* **What you should do**
Among the entries below, please repeat exactly and only the lines from the line containing "axis-aligned bounding boxes." to the line containing "the way up but", both lines included.

Extracted data entries:
════
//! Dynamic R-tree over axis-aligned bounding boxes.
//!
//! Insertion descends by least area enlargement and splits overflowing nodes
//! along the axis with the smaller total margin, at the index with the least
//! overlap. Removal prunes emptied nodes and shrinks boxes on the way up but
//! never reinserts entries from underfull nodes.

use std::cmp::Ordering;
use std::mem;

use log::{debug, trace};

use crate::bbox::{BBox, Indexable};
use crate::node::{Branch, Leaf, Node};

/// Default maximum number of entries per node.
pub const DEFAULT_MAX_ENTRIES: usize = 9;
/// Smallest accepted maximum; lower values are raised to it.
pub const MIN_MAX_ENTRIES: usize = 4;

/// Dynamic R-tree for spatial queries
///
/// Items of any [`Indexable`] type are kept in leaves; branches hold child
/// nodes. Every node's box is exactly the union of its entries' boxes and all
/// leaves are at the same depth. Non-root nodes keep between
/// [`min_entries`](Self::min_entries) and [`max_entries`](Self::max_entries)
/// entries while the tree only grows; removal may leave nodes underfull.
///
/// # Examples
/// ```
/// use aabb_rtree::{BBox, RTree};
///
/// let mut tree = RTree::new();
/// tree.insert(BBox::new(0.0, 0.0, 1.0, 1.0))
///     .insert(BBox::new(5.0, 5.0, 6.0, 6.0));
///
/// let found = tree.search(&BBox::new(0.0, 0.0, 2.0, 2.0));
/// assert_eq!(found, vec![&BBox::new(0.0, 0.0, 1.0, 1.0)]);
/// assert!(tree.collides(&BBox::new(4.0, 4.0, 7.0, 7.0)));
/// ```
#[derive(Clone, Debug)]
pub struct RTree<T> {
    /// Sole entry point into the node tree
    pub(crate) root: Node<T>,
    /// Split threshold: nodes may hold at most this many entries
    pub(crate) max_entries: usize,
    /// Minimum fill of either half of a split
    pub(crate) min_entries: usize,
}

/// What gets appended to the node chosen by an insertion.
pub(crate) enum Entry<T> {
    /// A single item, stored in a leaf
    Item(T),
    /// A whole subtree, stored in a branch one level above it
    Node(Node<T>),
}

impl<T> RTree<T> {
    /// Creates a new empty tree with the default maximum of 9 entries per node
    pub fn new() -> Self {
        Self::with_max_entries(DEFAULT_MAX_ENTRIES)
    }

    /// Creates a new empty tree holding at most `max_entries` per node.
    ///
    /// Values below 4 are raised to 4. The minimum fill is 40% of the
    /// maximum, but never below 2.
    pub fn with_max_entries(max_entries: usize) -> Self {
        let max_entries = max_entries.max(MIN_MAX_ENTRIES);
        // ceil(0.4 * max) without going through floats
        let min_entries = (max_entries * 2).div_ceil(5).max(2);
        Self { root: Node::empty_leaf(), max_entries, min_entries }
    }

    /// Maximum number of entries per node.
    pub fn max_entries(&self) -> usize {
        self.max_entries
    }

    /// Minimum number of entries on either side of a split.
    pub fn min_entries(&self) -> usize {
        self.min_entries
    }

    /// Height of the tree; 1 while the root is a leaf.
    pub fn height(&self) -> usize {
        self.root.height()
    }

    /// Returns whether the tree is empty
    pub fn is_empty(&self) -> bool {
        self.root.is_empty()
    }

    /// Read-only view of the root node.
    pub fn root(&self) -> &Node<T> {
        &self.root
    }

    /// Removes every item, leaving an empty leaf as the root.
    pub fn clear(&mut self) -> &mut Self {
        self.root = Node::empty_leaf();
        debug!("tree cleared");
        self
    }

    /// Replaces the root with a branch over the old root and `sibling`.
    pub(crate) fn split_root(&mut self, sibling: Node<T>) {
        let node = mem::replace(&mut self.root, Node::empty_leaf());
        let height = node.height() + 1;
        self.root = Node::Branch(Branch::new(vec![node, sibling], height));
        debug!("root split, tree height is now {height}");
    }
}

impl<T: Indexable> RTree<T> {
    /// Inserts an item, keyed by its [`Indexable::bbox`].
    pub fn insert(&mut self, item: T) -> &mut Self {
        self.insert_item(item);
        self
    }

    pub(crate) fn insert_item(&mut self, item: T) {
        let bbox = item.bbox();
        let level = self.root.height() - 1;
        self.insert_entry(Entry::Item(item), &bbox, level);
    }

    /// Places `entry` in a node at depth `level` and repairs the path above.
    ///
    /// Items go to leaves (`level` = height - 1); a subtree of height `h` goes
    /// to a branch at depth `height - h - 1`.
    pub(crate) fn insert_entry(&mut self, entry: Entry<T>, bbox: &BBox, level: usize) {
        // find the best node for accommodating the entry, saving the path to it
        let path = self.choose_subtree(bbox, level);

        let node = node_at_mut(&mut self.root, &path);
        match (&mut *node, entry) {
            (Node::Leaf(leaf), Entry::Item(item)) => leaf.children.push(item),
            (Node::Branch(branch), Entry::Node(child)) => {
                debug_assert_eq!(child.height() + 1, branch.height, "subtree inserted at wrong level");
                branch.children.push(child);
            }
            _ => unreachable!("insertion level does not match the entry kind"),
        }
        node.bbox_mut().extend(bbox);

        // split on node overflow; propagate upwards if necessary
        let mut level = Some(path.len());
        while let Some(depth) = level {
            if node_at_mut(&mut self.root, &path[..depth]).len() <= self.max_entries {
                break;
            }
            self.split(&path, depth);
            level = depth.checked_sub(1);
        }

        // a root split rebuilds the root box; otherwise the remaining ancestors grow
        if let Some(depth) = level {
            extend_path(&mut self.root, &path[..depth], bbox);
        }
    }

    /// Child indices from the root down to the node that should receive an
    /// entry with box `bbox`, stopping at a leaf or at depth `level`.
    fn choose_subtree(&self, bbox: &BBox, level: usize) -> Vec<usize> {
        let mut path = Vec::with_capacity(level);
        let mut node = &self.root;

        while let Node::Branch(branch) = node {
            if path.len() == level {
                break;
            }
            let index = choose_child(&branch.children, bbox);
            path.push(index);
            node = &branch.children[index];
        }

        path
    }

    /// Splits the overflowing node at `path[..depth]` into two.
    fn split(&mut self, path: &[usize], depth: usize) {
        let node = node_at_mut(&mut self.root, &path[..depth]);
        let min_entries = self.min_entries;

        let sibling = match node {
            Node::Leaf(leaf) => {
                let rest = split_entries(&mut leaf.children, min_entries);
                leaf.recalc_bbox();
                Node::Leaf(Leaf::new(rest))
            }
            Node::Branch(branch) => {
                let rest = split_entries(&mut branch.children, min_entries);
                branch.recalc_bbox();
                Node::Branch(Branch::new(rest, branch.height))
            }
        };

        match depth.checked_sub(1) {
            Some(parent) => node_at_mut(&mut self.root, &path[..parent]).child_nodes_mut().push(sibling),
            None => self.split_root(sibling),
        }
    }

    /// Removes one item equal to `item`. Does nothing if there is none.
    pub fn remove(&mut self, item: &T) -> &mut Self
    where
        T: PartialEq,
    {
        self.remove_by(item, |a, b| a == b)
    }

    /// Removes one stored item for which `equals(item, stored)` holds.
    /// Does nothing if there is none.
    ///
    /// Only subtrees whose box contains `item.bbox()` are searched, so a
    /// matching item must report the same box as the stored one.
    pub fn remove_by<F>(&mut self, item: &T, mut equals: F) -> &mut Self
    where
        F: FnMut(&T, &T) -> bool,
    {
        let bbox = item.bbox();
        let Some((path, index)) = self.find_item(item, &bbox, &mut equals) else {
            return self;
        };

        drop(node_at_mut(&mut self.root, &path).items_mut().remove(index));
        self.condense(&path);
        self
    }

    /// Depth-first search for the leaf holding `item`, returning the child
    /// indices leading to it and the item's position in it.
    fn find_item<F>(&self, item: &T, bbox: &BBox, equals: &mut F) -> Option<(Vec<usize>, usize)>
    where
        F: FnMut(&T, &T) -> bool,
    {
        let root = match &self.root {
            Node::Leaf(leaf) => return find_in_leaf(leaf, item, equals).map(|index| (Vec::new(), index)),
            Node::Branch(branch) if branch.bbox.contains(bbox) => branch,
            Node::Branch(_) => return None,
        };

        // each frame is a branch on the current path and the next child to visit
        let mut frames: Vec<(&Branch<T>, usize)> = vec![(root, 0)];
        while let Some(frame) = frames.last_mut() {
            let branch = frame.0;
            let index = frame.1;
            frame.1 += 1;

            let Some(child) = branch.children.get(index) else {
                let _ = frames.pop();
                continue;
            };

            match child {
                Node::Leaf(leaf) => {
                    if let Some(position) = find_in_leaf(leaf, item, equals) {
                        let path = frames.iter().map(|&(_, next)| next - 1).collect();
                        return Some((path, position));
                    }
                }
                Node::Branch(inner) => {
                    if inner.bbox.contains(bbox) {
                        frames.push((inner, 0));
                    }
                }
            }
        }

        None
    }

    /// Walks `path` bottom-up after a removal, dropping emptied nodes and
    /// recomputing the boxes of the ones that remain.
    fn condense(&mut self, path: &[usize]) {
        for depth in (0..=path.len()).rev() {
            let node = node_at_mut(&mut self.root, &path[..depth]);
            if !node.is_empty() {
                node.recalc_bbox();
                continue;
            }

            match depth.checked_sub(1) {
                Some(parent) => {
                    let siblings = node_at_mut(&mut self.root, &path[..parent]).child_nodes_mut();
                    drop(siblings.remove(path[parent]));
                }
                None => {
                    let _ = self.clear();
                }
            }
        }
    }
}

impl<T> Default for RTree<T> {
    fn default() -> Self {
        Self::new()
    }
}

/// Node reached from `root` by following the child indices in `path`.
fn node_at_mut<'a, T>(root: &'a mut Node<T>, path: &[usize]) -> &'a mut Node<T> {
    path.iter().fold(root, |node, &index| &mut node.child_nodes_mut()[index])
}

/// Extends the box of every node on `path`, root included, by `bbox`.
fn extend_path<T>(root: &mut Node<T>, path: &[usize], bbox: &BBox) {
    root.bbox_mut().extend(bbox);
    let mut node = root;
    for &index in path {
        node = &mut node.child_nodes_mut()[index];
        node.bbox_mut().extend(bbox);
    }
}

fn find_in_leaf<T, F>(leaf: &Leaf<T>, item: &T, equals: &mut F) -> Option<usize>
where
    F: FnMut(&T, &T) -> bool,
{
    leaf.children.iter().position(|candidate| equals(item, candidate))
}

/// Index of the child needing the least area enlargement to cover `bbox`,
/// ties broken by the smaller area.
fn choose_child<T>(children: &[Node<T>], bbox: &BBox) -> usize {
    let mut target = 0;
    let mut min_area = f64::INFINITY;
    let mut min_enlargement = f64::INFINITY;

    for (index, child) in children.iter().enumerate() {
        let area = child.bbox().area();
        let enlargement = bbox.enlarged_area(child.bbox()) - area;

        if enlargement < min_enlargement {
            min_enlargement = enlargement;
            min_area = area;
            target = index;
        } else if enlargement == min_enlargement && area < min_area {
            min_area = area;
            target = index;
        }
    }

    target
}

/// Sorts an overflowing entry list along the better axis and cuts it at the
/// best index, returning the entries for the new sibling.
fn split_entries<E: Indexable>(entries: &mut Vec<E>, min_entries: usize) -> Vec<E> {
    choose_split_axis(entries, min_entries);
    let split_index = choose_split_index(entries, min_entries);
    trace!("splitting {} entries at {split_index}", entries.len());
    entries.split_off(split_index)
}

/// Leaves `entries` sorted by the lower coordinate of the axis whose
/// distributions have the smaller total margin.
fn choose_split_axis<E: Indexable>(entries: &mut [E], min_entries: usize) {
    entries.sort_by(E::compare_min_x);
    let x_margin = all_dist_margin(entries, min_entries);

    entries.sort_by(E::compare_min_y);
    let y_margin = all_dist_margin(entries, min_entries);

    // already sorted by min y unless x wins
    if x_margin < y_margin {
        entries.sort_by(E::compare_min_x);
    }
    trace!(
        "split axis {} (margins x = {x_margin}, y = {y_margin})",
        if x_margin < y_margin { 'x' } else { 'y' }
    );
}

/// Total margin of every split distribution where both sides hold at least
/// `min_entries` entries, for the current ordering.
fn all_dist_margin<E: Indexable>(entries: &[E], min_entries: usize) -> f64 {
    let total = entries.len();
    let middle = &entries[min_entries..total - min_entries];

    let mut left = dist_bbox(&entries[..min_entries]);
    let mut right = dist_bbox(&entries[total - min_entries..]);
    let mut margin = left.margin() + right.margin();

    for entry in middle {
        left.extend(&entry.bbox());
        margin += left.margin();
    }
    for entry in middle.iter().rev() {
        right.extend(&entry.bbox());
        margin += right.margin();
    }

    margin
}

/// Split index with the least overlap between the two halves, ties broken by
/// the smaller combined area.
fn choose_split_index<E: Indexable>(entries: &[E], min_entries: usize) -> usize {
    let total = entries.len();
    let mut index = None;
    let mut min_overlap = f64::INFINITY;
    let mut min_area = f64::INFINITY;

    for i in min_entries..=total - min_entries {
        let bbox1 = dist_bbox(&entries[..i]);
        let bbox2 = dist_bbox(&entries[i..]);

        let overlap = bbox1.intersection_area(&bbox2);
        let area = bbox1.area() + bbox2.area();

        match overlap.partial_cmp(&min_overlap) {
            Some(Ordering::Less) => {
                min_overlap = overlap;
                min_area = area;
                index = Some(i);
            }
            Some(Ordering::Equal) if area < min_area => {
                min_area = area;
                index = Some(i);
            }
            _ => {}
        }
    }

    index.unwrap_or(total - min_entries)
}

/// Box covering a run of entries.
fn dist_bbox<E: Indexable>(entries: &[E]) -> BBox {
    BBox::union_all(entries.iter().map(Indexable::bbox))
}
════
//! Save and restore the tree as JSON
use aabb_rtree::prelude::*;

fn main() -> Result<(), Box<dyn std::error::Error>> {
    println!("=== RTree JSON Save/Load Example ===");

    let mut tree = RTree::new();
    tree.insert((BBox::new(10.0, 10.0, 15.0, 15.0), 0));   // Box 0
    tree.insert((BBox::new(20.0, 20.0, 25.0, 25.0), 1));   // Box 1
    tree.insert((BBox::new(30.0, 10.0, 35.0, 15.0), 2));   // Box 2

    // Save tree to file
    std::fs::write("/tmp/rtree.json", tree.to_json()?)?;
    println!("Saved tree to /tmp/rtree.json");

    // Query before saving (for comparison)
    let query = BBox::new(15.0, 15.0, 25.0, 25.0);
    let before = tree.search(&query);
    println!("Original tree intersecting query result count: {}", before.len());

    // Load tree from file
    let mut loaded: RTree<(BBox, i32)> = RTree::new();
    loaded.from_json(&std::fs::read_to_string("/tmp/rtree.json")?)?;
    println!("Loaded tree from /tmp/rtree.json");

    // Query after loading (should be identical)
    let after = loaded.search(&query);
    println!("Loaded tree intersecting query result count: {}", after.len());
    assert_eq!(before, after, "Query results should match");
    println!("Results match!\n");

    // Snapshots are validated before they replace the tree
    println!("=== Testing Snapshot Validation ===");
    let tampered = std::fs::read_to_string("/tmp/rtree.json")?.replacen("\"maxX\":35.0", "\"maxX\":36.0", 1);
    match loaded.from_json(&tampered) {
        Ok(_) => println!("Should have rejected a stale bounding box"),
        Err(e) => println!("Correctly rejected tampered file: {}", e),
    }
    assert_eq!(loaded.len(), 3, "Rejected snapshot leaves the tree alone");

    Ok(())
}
════
* **Result of this exercise**
//! Dynamic R-tree over axis-aligned bounding boxes.
//!
//! Insertion descends by least area enlargement and splits overflowing nodes
//! along the axis with the smaller total margin, at the index with the least
//! overlap. Removal prunes emptied nodes and shrinks boxes on the way up but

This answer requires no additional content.